THE PROBLEM>
Copy every line in the listing that contains "decimals".

INPUT RECORDS section start

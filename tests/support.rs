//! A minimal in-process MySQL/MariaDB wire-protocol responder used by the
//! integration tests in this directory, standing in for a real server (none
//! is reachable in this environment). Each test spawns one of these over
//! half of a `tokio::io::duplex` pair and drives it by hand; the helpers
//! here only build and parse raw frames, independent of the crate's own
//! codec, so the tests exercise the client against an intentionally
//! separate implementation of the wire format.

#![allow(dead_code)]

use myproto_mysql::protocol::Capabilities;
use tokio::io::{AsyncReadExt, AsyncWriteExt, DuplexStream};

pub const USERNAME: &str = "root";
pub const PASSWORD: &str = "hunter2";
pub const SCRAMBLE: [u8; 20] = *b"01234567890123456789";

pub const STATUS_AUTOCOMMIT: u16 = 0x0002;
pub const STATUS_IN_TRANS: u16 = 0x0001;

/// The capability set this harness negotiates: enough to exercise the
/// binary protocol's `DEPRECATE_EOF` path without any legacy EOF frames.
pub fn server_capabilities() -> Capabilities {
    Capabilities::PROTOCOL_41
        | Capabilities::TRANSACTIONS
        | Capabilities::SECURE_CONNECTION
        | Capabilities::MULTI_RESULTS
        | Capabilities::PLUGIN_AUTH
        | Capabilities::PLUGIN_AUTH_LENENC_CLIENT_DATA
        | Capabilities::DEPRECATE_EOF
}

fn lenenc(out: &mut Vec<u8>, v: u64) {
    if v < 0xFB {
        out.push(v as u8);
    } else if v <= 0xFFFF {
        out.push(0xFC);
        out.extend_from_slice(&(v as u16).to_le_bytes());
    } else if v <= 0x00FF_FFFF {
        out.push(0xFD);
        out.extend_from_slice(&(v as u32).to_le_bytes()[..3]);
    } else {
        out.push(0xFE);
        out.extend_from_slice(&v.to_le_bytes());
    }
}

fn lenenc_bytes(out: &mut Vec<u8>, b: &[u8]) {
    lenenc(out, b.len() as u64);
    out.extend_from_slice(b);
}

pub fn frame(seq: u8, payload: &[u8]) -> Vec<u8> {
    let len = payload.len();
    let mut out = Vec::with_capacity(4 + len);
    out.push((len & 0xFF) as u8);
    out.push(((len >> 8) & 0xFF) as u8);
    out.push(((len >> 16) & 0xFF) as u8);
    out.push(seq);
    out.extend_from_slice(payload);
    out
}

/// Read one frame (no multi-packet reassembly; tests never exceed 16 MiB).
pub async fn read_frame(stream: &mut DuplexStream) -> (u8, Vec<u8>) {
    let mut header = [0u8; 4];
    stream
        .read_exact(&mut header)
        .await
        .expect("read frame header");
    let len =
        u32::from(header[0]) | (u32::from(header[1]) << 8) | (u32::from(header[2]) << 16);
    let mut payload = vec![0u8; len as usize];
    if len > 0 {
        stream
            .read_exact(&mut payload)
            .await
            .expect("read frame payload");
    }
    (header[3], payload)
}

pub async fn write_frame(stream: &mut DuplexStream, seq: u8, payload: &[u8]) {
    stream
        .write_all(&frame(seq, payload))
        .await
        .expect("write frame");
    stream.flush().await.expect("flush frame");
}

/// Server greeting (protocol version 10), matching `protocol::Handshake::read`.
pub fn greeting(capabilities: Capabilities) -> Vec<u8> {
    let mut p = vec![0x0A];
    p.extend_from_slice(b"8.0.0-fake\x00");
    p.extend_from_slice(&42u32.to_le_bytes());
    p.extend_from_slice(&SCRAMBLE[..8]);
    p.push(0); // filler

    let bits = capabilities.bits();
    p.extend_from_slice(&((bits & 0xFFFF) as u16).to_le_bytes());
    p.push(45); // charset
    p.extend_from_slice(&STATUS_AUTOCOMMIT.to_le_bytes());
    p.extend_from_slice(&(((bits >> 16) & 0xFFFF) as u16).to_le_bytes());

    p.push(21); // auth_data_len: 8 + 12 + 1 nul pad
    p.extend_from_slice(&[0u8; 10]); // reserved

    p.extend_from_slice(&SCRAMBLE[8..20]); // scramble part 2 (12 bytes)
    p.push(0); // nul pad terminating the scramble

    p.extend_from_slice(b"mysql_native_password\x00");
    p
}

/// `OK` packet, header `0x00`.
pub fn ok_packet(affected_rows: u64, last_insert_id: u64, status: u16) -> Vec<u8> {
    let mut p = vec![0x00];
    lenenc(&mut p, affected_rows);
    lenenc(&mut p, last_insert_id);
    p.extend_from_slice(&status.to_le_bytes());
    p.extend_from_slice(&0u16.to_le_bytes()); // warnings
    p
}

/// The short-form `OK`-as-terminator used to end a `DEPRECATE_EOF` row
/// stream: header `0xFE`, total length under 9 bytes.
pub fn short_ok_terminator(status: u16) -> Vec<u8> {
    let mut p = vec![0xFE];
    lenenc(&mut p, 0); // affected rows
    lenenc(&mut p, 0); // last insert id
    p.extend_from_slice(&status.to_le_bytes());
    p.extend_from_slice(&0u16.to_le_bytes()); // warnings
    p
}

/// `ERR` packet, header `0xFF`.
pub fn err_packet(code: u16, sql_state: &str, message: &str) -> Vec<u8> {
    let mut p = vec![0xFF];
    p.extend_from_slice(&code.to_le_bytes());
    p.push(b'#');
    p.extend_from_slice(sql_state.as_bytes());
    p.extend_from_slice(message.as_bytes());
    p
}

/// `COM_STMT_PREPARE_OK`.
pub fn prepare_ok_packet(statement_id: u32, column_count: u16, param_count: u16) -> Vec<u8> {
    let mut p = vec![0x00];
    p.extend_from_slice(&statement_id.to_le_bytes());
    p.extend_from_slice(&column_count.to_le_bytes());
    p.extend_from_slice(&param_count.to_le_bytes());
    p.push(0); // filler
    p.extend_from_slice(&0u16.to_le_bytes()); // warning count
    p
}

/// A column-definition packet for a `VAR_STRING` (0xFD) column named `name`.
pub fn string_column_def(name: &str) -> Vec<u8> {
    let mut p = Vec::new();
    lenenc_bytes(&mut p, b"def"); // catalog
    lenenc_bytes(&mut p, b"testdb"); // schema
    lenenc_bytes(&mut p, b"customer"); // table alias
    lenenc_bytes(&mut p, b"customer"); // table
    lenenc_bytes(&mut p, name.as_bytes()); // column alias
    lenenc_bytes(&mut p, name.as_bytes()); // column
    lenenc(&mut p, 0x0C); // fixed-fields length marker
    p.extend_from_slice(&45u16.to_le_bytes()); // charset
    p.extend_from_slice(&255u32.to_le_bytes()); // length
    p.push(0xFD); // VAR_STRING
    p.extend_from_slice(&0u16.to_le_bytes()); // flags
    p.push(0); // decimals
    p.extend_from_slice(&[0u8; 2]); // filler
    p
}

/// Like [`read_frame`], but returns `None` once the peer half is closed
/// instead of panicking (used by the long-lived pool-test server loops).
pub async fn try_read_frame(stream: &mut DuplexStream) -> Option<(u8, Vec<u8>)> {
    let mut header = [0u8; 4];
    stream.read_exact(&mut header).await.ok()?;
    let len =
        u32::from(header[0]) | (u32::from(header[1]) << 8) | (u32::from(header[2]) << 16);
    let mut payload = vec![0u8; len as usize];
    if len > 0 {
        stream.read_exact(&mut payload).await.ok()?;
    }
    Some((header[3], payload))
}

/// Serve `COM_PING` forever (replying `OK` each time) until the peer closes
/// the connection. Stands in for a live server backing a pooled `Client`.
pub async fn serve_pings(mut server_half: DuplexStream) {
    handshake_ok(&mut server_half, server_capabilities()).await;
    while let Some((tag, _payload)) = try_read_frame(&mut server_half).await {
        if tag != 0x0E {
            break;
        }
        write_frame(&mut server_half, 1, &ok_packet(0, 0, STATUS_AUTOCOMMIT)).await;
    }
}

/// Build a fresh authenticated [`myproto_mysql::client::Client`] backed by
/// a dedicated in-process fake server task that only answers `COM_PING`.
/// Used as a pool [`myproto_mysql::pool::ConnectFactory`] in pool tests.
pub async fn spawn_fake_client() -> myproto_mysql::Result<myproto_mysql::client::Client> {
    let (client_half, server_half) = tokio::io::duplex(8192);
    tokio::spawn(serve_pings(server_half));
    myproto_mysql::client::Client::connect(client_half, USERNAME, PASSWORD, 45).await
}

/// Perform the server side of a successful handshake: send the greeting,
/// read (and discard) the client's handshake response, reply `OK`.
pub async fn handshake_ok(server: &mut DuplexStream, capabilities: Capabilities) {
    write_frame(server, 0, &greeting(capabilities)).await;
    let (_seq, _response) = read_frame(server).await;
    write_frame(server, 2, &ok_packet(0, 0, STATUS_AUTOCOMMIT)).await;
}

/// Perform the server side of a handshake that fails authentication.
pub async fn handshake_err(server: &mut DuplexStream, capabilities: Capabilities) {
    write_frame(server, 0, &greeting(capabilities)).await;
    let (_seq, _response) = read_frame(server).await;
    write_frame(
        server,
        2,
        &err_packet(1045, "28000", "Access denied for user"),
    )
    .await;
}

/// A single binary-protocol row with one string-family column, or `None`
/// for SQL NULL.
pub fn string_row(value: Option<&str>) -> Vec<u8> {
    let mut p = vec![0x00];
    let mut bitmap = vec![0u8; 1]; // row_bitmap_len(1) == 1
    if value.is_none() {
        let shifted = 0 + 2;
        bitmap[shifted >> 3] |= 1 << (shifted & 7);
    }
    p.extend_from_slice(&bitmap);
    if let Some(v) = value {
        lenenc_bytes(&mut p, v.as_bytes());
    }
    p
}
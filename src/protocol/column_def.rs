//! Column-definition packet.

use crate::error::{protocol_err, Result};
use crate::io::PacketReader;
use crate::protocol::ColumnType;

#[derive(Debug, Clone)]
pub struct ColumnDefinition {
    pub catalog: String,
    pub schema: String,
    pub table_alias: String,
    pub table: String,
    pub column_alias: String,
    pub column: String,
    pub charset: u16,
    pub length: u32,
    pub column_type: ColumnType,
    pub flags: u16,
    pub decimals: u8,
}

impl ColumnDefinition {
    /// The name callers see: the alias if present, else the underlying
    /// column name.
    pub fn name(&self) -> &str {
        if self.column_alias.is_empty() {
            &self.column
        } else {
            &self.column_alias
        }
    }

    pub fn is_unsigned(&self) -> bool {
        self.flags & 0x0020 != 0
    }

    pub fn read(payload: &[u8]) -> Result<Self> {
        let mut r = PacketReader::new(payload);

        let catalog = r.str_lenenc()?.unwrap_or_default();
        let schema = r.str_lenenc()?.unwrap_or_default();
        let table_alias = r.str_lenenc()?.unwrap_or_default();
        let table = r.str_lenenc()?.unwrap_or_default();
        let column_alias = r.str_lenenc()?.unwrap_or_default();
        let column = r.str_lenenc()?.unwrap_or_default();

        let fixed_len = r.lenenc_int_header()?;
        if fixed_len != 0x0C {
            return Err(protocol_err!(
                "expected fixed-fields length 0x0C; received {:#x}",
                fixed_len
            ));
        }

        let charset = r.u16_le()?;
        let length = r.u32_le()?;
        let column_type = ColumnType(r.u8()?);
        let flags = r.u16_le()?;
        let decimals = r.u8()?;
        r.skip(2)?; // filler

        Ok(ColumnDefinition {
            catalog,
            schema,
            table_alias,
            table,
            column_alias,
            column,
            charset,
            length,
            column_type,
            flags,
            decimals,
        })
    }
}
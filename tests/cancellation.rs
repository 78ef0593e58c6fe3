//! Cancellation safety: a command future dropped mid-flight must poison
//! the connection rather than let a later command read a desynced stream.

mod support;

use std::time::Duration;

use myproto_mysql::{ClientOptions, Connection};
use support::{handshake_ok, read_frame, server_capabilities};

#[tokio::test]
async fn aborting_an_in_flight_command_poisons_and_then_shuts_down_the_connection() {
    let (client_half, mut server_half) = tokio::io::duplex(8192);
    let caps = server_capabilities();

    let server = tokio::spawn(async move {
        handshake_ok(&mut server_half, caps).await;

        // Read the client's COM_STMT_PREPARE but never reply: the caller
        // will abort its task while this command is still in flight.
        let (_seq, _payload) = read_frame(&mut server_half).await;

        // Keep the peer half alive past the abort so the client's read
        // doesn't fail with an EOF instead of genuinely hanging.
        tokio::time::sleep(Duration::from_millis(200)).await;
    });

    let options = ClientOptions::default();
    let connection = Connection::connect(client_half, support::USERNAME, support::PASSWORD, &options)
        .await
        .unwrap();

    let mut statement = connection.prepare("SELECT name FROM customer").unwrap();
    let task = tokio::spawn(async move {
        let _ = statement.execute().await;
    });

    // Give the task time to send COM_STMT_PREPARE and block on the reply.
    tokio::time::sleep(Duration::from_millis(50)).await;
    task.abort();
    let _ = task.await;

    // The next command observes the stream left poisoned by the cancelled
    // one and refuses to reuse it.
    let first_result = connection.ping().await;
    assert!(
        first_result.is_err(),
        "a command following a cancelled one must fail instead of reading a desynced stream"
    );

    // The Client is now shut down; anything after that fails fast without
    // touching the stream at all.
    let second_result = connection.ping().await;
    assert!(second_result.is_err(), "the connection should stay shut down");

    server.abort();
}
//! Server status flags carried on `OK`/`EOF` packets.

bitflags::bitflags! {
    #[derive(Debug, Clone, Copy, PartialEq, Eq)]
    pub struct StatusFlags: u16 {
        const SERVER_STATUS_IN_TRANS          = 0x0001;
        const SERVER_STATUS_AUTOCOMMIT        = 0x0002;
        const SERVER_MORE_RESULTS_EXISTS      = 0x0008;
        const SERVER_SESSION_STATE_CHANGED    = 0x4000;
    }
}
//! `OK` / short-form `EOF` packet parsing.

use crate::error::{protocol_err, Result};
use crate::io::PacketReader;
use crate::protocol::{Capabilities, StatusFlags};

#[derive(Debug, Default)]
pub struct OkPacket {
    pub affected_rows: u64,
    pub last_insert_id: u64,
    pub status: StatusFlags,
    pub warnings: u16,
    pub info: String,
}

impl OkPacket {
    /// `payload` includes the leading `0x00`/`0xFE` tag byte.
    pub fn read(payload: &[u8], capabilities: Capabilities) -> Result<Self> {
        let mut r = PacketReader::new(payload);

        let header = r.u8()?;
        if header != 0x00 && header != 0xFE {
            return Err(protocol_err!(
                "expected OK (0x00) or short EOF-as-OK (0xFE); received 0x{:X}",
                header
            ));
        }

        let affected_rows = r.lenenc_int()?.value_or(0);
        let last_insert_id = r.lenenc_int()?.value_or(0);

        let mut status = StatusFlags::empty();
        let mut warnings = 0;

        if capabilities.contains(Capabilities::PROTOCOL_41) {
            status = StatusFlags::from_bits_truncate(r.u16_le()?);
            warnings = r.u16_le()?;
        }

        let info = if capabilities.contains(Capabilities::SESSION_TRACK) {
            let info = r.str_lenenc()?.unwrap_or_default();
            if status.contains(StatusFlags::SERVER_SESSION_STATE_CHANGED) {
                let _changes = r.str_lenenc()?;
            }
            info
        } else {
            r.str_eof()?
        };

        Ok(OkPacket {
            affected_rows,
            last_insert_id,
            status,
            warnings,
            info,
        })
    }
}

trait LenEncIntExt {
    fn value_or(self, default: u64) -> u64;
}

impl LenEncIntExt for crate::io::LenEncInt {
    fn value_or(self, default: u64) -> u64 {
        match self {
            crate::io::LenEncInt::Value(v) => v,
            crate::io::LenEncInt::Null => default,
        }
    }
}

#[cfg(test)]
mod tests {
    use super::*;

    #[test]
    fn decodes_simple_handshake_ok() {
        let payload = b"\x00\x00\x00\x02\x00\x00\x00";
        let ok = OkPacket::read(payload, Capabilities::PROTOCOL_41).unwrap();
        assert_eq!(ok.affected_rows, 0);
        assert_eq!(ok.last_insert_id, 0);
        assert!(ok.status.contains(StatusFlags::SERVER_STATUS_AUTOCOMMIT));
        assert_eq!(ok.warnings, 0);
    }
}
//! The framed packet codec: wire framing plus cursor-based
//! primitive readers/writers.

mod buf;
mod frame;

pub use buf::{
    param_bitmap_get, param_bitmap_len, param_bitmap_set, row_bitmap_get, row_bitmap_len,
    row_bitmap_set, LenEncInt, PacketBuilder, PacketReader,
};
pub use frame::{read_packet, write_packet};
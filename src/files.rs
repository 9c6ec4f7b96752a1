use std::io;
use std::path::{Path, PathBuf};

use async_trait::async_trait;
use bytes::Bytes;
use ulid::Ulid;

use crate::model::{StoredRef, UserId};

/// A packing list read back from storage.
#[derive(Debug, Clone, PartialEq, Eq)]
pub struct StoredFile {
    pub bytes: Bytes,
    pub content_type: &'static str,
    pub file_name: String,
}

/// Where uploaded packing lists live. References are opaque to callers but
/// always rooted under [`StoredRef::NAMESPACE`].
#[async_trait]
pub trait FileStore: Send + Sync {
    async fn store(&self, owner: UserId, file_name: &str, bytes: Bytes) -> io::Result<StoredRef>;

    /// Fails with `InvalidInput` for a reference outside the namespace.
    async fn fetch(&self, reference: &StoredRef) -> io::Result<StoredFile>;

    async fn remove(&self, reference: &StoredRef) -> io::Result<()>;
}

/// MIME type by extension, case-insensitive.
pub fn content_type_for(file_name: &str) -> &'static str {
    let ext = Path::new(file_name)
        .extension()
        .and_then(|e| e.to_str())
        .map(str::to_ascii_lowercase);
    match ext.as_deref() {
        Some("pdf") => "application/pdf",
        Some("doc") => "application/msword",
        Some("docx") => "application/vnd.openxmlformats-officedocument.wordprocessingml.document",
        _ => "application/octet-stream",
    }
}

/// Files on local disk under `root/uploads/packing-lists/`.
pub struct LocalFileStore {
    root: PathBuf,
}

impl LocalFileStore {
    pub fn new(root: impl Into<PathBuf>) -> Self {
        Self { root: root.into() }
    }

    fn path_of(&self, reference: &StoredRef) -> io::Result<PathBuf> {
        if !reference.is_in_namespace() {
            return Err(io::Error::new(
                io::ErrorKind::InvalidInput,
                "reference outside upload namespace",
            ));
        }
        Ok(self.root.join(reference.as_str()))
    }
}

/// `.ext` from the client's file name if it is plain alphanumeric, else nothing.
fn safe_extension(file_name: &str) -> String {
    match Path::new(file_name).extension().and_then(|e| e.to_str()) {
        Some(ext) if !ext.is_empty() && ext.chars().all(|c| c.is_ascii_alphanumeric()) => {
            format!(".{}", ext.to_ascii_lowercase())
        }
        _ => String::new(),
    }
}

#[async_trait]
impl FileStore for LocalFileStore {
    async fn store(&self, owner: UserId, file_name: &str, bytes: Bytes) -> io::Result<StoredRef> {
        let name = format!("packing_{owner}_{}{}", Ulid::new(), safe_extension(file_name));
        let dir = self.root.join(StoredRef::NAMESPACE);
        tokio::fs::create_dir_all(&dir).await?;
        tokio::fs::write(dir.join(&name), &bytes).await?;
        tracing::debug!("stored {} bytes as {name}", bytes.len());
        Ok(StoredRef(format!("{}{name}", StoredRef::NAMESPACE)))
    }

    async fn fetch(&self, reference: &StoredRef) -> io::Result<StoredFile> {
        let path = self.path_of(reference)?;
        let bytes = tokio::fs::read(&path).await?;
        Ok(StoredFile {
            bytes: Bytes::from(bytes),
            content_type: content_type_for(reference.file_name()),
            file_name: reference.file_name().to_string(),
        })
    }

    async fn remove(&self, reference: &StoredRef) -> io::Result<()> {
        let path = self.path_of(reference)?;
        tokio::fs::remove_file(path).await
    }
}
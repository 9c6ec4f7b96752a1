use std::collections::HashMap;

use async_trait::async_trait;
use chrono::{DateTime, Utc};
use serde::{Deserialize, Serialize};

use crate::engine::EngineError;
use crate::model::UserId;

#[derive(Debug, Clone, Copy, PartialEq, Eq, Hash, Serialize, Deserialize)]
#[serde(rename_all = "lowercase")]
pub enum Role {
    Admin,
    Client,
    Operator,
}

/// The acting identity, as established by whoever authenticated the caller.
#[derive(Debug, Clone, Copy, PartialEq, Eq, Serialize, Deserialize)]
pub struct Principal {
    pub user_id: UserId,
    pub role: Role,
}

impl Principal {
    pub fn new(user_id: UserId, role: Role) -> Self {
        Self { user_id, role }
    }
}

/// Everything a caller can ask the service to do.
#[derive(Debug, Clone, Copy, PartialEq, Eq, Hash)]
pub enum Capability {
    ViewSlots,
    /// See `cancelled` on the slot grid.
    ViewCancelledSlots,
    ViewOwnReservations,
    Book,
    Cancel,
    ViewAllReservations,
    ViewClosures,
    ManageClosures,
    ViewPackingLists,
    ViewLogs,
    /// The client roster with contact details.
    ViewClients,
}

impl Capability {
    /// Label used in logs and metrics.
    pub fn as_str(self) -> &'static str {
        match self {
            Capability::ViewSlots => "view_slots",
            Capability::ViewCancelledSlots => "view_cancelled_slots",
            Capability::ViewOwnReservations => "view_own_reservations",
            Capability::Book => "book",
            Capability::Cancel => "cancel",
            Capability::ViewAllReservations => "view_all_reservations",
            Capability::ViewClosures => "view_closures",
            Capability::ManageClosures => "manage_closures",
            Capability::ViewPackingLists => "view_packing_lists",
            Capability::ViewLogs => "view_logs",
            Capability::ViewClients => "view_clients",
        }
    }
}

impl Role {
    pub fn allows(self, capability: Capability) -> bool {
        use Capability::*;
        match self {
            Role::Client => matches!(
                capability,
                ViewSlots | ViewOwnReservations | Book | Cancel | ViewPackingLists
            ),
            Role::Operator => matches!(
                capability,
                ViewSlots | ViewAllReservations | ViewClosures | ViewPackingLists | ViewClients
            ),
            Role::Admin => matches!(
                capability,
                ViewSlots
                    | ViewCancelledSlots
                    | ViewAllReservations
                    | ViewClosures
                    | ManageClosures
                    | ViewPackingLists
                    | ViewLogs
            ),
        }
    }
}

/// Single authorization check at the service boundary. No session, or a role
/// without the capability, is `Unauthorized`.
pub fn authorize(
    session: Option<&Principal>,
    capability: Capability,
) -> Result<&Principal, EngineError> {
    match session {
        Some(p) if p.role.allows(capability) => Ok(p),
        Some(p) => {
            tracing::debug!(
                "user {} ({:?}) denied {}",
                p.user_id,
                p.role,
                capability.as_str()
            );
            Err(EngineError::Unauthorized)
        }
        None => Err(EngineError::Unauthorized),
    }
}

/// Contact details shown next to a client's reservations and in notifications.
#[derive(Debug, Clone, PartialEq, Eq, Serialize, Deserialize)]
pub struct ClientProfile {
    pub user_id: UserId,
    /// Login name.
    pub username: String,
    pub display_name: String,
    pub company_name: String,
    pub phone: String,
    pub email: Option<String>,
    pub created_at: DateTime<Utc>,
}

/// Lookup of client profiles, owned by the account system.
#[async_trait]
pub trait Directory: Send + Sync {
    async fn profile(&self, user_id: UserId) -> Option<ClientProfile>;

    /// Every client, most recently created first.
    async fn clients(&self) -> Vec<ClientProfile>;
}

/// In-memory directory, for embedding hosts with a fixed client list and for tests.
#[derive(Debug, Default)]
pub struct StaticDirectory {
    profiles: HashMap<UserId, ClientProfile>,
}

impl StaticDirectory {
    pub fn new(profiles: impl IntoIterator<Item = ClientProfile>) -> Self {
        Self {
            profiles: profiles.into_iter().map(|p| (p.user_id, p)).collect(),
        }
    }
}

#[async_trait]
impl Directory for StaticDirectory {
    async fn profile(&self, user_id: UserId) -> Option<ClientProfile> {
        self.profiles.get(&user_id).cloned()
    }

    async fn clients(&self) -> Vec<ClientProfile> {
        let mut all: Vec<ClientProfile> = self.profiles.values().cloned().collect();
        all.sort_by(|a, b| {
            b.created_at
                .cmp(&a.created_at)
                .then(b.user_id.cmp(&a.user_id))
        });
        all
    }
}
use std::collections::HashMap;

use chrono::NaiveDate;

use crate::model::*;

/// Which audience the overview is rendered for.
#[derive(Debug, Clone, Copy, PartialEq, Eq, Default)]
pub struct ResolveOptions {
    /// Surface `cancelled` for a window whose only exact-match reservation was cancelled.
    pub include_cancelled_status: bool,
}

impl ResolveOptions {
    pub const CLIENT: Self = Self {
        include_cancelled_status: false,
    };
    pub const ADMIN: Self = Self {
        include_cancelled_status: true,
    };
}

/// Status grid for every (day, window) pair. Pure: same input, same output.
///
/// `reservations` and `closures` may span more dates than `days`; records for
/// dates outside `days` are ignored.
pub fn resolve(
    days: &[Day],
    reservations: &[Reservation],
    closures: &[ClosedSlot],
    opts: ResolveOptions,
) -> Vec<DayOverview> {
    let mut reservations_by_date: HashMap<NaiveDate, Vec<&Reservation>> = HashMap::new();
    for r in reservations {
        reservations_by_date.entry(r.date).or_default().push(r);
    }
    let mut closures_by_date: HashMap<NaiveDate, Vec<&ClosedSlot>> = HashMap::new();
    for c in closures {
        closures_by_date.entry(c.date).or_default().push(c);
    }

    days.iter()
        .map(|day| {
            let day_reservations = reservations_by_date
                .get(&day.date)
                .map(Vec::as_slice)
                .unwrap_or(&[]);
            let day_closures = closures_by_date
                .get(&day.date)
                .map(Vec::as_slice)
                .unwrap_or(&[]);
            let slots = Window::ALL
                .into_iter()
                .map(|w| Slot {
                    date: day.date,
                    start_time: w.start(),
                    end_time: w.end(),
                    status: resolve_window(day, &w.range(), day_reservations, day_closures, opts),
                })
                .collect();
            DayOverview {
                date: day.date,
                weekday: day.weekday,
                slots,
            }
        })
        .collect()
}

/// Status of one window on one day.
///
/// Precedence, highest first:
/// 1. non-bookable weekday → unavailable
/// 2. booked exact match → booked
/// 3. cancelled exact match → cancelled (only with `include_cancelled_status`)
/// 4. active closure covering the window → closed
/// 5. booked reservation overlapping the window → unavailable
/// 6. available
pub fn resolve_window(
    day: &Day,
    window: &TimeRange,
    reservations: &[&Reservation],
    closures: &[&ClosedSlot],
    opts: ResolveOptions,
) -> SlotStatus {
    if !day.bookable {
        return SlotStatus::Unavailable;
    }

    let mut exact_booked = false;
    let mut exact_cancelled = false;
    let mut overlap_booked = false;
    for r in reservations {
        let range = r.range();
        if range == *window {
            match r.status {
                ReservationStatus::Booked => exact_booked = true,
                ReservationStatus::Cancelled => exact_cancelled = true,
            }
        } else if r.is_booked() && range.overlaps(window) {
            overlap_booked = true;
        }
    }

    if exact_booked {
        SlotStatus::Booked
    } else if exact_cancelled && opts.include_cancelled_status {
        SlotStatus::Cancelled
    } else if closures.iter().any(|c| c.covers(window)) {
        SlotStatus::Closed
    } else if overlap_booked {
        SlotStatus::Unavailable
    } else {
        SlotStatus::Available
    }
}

INPUT RECORDS section end

YOUR SOLUTION>
    p.push(0); // decimals
    pub decimals: u8,
        let decimals = r.u8()?;
            decimals,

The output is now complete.